Encheu um copo com água e colocou sobre a pia, pegou a caixa de remédios dentro do armário. Ao invés de pegar só um, pegou quatro e mais alguns que não eram dele. Despejou os frascos com comprimidos sobre a bancada e engoliu a seco cada um deles, se engasgou com os primeiros que ingeriu e um gemido sôfrego escapou ao sentir o seu peito queimar. Soluçou, tomando os últimos que restavam e apoiou suas mãos sobre a bancada.
Sentiu pontadas no peito e na cabeça, sua respiração estava desregulada. No que tentou se sentar na cadeira mais próxima, cambaleou na cozinha e sua visão ficou embaçada. Seu corpo pendeu para frente, derrubando o copo d’água no chão. O som do vidro se quebrando despertou a atenção de Otto, que ainda estava numa ligação, mas dispensou ao ouvir a campainha. Além da voz da mãe, Luba pôde ouvir a voz familiar cumprimentando o seu pai, ele sabia quem era, mas não acreditava que ele estava mesmo lá.
Sua linha de raciocínio foi interrompida, quando seu corpo se chocou contra o chão. Estava caído, começou a se movimentar sozinho, queria gritar por T3ddy, mesmo que não fosse ele ali queria chamar seu nome, mas não conseguiu.
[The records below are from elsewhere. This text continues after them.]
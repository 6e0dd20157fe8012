use ledgerflow::demo::{run_ping_pong, DemoOptions};
use ledgerflow::{AppError, CONFIG};
use log::info;
use tracing_subscriber::EnvFilter;

fn init_logging(filter: &str) -> Result<(), AppError> {
    tracing_subscriber::fmt().with_env_filter(EnvFilter::new(filter))
                             .try_init()
                             .map_err(|e| AppError::Logging(e.to_string()))
}

fn main() -> Result<(), AppError> {
    init_logging(&CONFIG.log_filter)?;
    info!(target: "ledgerflow", "pipeline config: {:?}", CONFIG.pipeline);

    info!(target: "ledgerflow", "--- escenario 1: ping/pong ---");
    let report = run_ping_pong(&CONFIG, DemoOptions::default())?;
    info!(target: "ledgerflow", "{report:?}");

    info!(target: "ledgerflow", "--- escenario 2: reentregas y fallo transitorio ---");
    let report = run_ping_pong(&CONFIG,
                               DemoOptions { redeliver_data: true,
                                             transient_failures: 1 })?;
    info!(target: "ledgerflow", "{report:?}");
    if !(report.initiator_completed && report.responder_completed) {
        return Err(AppError::Scenario("flows did not complete".into()));
    }
    Ok(())
}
Uma grande quantidade de saliva saia por sua boca e seu corpo tremia, balançando cada vez mais. Escorria saliva pelo canto de sua boca, dificilmente moveu a cabeça de lado. Sua língua estava se enrolando, foi quando viu a porta ser aberta com velocidade.
Carminha tinha uma feição surpresa e indescritível no rosto, ela parecia chamar por alguém desesperada e com as mãos sobre a boca em estado de choque. Otto correu quando escutou o grito da mulher e ao chegar se jogou próximo ao filho, pondo sua cabeça em seu colo, tentando segurar sua língua. Luba sentiu enjôo e começou a vomitar ainda com a cabeça de lado e o pai o ajudava. Carminha estava ao telefone ainda com as mãos trêmulas e desesperada tentando chamar por ajuda.
Luba viu o melhor amigo se aproximar e começar a chorar, viu o desespero tomar conta daqueles olhos castanhos. As mãos dele seguravam as suas, mas não sentiu seu toque. Não queria que T3ddy chorasse por ele, não queria fazê-lo sofrer, mas a imagem do moreno desesperado, pedindo para que não o deixasse era a ultima coisa que viria.
Estava arrependido do que tinha feito, apesar de ser tarde demais
Logo, sentiu seu rosto molhar e a visão ficou turva, enquanto a queimação em seu peito aumentava. Seus olho se fecharam e tudo havia ficado negro e silencioso.